A new efficient approach to chiral delta-hydroxy beta-ketoesters and its application in the synthesis of epothilone B an efficient synthesis of the C(17)--C(27) segment of the bryostatins

A novel allyl stannane reagent with an ester functional group was efficiently prepared. The binaphthol/Ti(O-iPr)₄ catalyzed asymmetric addition of this stannane reagent to a variety of aldehydes has been studied. Our results indicate that under the method B catalyst, the reaction provides high yields of the allylation products with excellent enantioselectivities. The utility of this new process towards the asymmetric generation of chiral δ-hydroxy β-ketoesters and other types of valuable intermediates in organic synthesis has been demonstrated.; The epothilones were first isolated from the myxobacterium Sorangium cellulosum. These 16-membered macrolides possess strong antitumor activity. Interestingly, despite the dramatic structural difference, the epothilones and Taxol share a similar mode of action by binding to the same region of the cellular microtubules, thereby preventing them from depolymerization.; Described herein is our approach to epothilone B and our synthesis of the C₁₀–C₂₁ segment.

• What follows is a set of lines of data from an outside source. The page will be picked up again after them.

//! Directory-to-ZIP archive responses.
//!
//! Archives are flat: every audio file directly inside the directory becomes
//! a top-level entry, with no parent-directory entry. Built in memory;
//! playlist directories hold at most a few hundred audio files.

use std::io::{Read, Write};
use std::path::Path;

use axum::http::{StatusCode, header};
use axum::response::{IntoResponse, Response};
use zip::ZipWriter;
use zip::write::SimpleFileOptions;

use crate::api::error::ApiError;

/// Build a flat ZIP of the files directly inside `dir`.
pub fn build_archive_zip(dir: &Path) -> Result<Vec<u8>, ApiError> {
    let mut cursor = std::io::Cursor::new(Vec::new());
    let mut zip = ZipWriter::new(&mut cursor);
    let options = SimpleFileOptions::default().compression_method(zip::CompressionMethod::Deflated);

    let entries = std::fs::read_dir(dir)
        .map_err(|e| ApiError::internal(format!("Failed to read directory: {e}")))?;

    let mut wrote_any = false;
    for entry in entries {
        let entry = entry.map_err(|e| ApiError::internal(format!("Failed to read entry: {e}")))?;
        let path = entry.path();
        if !path.is_file() {
            continue;
        }
        let Some(name) = path.file_name().and_then(|n| n.to_str()) else {
            continue;
        };

        zip.start_file(name, options)
            .map_err(|e| ApiError::internal(format!("Failed to add zip entry: {e}")))?;

        let mut file = std::fs::File::open(&path)
            .map_err(|e| ApiError::internal(format!("Failed to open file: {e}")))?;
        let mut buf = Vec::new();
        file.read_to_end(&mut buf)
            .map_err(|e| ApiError::internal(format!("Failed to read file: {e}")))?;
        zip.write_all(&buf)
            .map_err(|e| ApiError::internal(format!("Failed to write zip entry: {e}")))?;
        wrote_any = true;
    }

    zip.finish()
        .map_err(|e| ApiError::internal(format!("Failed to finish zip: {e}")))?;

    if !wrote_any {
        return Err(ApiError::not_found("No downloaded content to archive"));
    }

    Ok(cursor.into_inner())
}

/// Wrap ZIP bytes in a download response.
pub fn zip_response(filename: &str, bytes: Vec<u8>) -> Response {
    (
        StatusCode::OK,
        [
            (header::CONTENT_TYPE, "application/zip".to_string()),
            (
                header::CONTENT_DISPOSITION,
                format!("attachment; filename=\"{filename}\""),
            ),
        ],
        bytes,
    )
        .into_response()
}
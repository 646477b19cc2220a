//! API error handling.
//!
//! Provides consistent error responses for the API.

use axum::{
    Json,
    http::StatusCode,
    response::{IntoResponse, Response},
};
use serde::Serialize;

use crate::error::Error;

/// API error response body.
#[derive(Debug, Serialize)]
pub struct ApiErrorResponse {
    /// Error code for programmatic handling
    pub code: String,
    /// Human-readable error message
    pub message: String,
}

/// API error type that can be converted to HTTP responses.
#[derive(Debug)]
pub struct ApiError {
    pub status: StatusCode,
    pub code: String,
    pub message: String,
}

impl ApiError {
    /// Create a new API error.
    pub fn new(status: StatusCode, code: impl Into<String>, message: impl Into<String>) -> Self {
        Self {
            status,
            code: code.into(),
            message: message.into(),
        }
    }

    /// Create a 400 Bad Request error.
    pub fn bad_request(message: impl Into<String>) -> Self {
        Self::new(StatusCode::BAD_REQUEST, "BAD_REQUEST", message)
    }

    /// Create a 404 Not Found error.
    pub fn not_found(message: impl Into<String>) -> Self {
        Self::new(StatusCode::NOT_FOUND, "NOT_FOUND", message)
    }

    /// Create a 409 Conflict error.
    pub fn conflict(message: impl Into<String>) -> Self {
        Self::new(StatusCode::CONFLICT, "CONFLICT", message)
    }

    /// Create a 422 Unprocessable Entity error.
    pub fn validation(message: impl Into<String>) -> Self {
        Self::new(StatusCode::UNPROCESSABLE_ENTITY, "VALIDATION_ERROR", message)
    }

    /// Create a 500 Internal Server Error.
    pub fn internal(message: impl Into<String>) -> Self {
        Self::new(StatusCode::INTERNAL_SERVER_ERROR, "INTERNAL_ERROR", message)
    }

    /// Create a 502 Bad Gateway error (upstream metadata API failure).
    pub fn bad_gateway(message: impl Into<String>) -> Self {
        Self::new(StatusCode::BAD_GATEWAY, "UPSTREAM_ERROR", message)
    }

    /// Create a 503 Service Unavailable error.
    pub fn service_unavailable(message: impl Into<String>) -> Self {
        Self::new(StatusCode::SERVICE_UNAVAILABLE, "SERVICE_UNAVAILABLE", message)
    }
}

impl IntoResponse for ApiError {
    fn into_response(self) -> Response {
        let body = ApiErrorResponse {
            code: self.code,
            message: self.message,
        };
        (self.status, Json(body)).into_response()
    }
}

impl From<Error> for ApiError {
    fn from(err: Error) -> Self {
        match err {
            Error::NotFound { entity_type, id } => {
                ApiError::not_found(format!("{} with id '{}' not found", entity_type, id))
            }
            Error::AlreadyInProgress { id } => {
                ApiError::conflict(format!("Sync already in progress for playlist '{}'", id))
            }
            Error::Api(msg) => ApiError::bad_gateway(msg),
            Error::Configuration(msg) => ApiError::bad_request(msg),
            Error::Spawn { .. } | Error::ProcessExit { .. } => {
                tracing::error!("Downloader error: {}", err);
                ApiError::internal(err.to_string())
            }
            Error::Io { .. } => {
                tracing::error!("IO error: {}", err);
                ApiError::internal("IO error occurred")
            }
            _ => {
                tracing::error!("Unexpected error: {}", err);
                ApiError::internal("An unexpected error occurred")
            }
        }
    }
}

/// Result type for API handlers.
pub type ApiResult<T> = Result<T, ApiError>;
//! End-to-end tests: a request goes through the dispatcher to a scripted IRC server.

mod common;

use async_trait::async_trait;
use common::{Behavior, TestIrcServer};
use postirc::irc::DeliveryEngine;
use postirc::paste::{LongTextSink, Shortened};
use postirc::security::{CounterStore, MemoryCounterStore};
use postirc::{Config, Dispatcher, InboundRequest, Method, RelayError};
use std::sync::Arc;
use std::time::Duration;

struct FixedSink(&'static str);

#[async_trait]
impl LongTextSink for FixedSink {
    async fn shorten(&self, _text: &str) -> Shortened {
        Shortened::ok(self.0)
    }
}

fn dispatcher(config: &Config, store: Arc<dyn CounterStore>) -> Dispatcher {
    Dispatcher::new(config, Arc::new(FixedSink("http://paste.test/xyz")), store)
        .with_engine(DeliveryEngine::with_timeouts(
            Duration::from_secs(5),
            Duration::from_secs(2),
        ))
}

fn post(server: &TestIrcServer, remote: &str, body: &str) -> InboundRequest {
    InboundRequest {
        method: Method::Post,
        path: vec![server.address(), "chat".to_string()],
        remote_addr: remote.to_string(),
        nick: None,
        content_type: None,
        body: body.as_bytes().to_vec(),
    }
}

fn privmsgs(lines: &[String]) -> Vec<String> {
    lines
        .iter()
        .filter(|l| l.starts_with("PRIVMSG "))
        .cloned()
        .collect()
}

#[tokio::test]
async fn test_plain_post_is_delivered() {
    let server = TestIrcServer::spawn(Behavior::Normal).await.unwrap();
    let d = dispatcher(&Config::default(), Arc::new(MemoryCounterStore::new()));

    let response = d.handle(&post(&server, "198.51.100.7", "build passed\n")).await;
    assert!(response.delivered, "{:?}", response.lines);
    assert_eq!(
        response.lines[0],
        format!("Sending to {} at #chat", server.address())
    );
    assert_eq!(response.outcome(), Some("Sent successfully!"));
    assert!(response.render().starts_with("Content-Type: text/html"));

    let lines = server.received().await.unwrap();
    assert_eq!(privmsgs(&lines), vec!["PRIVMSG #chat :build passed"]);
}

#[tokio::test]
async fn test_long_post_sends_paste_link() {
    let server = TestIrcServer::spawn(Behavior::Normal).await.unwrap();
    let d = dispatcher(&Config::default(), Arc::new(MemoryCounterStore::new()));

    let body = "log line\n".repeat(100);
    let response = d.handle(&post(&server, "198.51.100.8", &body)).await;
    assert!(response.delivered, "{:?}", response.lines);

    let lines = server.received().await.unwrap();
    assert_eq!(
        privmsgs(&lines),
        vec!["PRIVMSG #chat http://paste.test/xyz"]
    );
}

#[tokio::test]
async fn test_webhook_is_rendered() {
    let server = TestIrcServer::spawn(Behavior::Normal).await.unwrap();
    let d = dispatcher(&Config::default(), Arc::new(MemoryCounterStore::new()));

    let payload = r#"{
        "ref": "refs/heads/main",
        "repository": {"name": "postirc", "url": "https://git.example.org/postirc"},
        "sender": {"login": "octo"},
        "head_commit": {"message": "Fix deadline handling"}
    }"#;
    let mut req = post(&server, "198.51.100.9", payload);
    req.content_type = Some("application/json".to_string());
    req.nick = Some("githook".to_string());

    let response = d.handle(&req).await;
    assert!(response.delivered, "{:?}", response.lines);

    let lines = server.received().await.unwrap();
    assert!(lines.contains(&"NICK githook".to_string()));
    assert_eq!(
        privmsgs(&lines),
        vec![
            "PRIVMSG #chat :[postirc] octo pushed to main: Fix deadline handling https://git.example.org/postirc"
        ]
    );
}

#[tokio::test]
async fn test_second_request_is_rate_limited() {
    let mut config = Config::default();
    config.rate_limit.max_per_minute = 1;
    let store: Arc<dyn CounterStore> = Arc::new(MemoryCounterStore::new());

    let server = TestIrcServer::spawn(Behavior::Normal).await.unwrap();
    let first = dispatcher(&config, store.clone())
        .handle(&post(&server, "203.0.113.5", "one"))
        .await;
    assert!(first.delivered, "{:?}", first.lines);
    server.received().await.unwrap();

    // A fresh dispatcher per request, as with one process per CGI call.
    let listener = tokio::net::TcpListener::bind("127.0.0.1:0").await.unwrap();
    let req = InboundRequest {
        method: Method::Post,
        path: vec![listener.local_addr().unwrap().to_string(), "chat".into()],
        remote_addr: "203.0.113.5".into(),
        nick: None,
        content_type: None,
        body: b"two".to_vec(),
    };
    let second = dispatcher(&config, store.clone()).handle(&req).await;
    assert!(!second.delivered);
    assert_eq!(second.lines.len(), 1);
    assert_eq!(
        second.outcome(),
        Some(RelayError::RateLimitExceeded.to_string().as_str())
    );

    // Nobody ever connected for the denied request.
    let accepted = tokio::time::timeout(Duration::from_millis(100), listener.accept()).await;
    assert!(accepted.is_err());

    // Other addresses have their own window.
    let server = TestIrcServer::spawn(Behavior::Normal).await.unwrap();
    let other = dispatcher(&config, store)
        .handle(&post(&server, "203.0.113.6", "three"))
        .await;
    assert!(other.delivered, "{:?}", other.lines);
}

#[tokio::test]
async fn test_silent_server_reports_timeout() {
    let server = TestIrcServer::spawn(Behavior::Silent).await.unwrap();
    let d = Dispatcher::new(
        &Config::default(),
        Arc::new(FixedSink("unused")),
        Arc::new(MemoryCounterStore::new()),
    )
    .with_engine(DeliveryEngine::with_timeouts(
        Duration::from_millis(200),
        Duration::from_secs(2),
    ));

    let response = d.handle(&post(&server, "198.51.100.10", "hello")).await;
    assert!(!response.delivered);
    assert_eq!(
        response.outcome(),
        Some("Timeout sending message. Please try again later.")
    );

    let lines = server.received().await.unwrap();
    assert!(privmsgs(&lines).is_empty());
}

#[tokio::test]
async fn test_unreachable_server_reports_connect_failure() {
    let addr = {
        let listener = tokio::net::TcpListener::bind("127.0.0.1:0").await.unwrap();
        listener.local_addr().unwrap()
    };
    let d = dispatcher(&Config::default(), Arc::new(MemoryCounterStore::new()));
    let req = InboundRequest {
        method: Method::Post,
        path: vec![addr.to_string(), "chat".into()],
        remote_addr: "198.51.100.11".into(),
        nick: None,
        content_type: None,
        body: b"hello".to_vec(),
    };

    let response = d.handle(&req).await;
    assert!(!response.delivered);
    assert_eq!(response.outcome(), Some("Failed to connect to that irc server!"));
}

The synthesis employed our newly developed methodology for making chiral δ-hydroxy β-ketoesters to access a key intermediate, from which the geometrically defined C ₉–C₁₀ olefin was generated via a highly stereoselective formation of a vinyl triflate and its subsequent palladium catalyzed reduction.; The bryostatins are highly oxygenated 20-membered macrolides isolated from marine bryozoans. These compounds represent some of the most promising anticancer drug candidates, which can be highlighted by the remarkable efficacy shown by Bryostatin 1 in a variety of clinical trials for treating human cancers.; Described herein is our initial synthetic effort for making the bryostatins, which results in the successful synthesis of the C₁₇–C ₂₇ segment. Our synthesis began with the preparation of a chloromethallylstannane reagent, which served as an acetone dianion equivalent. The subsequent tandem allylation process using this stannane reagent constructed the carbon skeleton of the segment. The stereocenters in the molecule were established via substrate controlled 1,2- and 1,3-asymmetric induction. Upon successful formation of the C ring and the C₂₁ olefin, we completed the synthesis of a fully functionalized C ring segment of the bryostatins.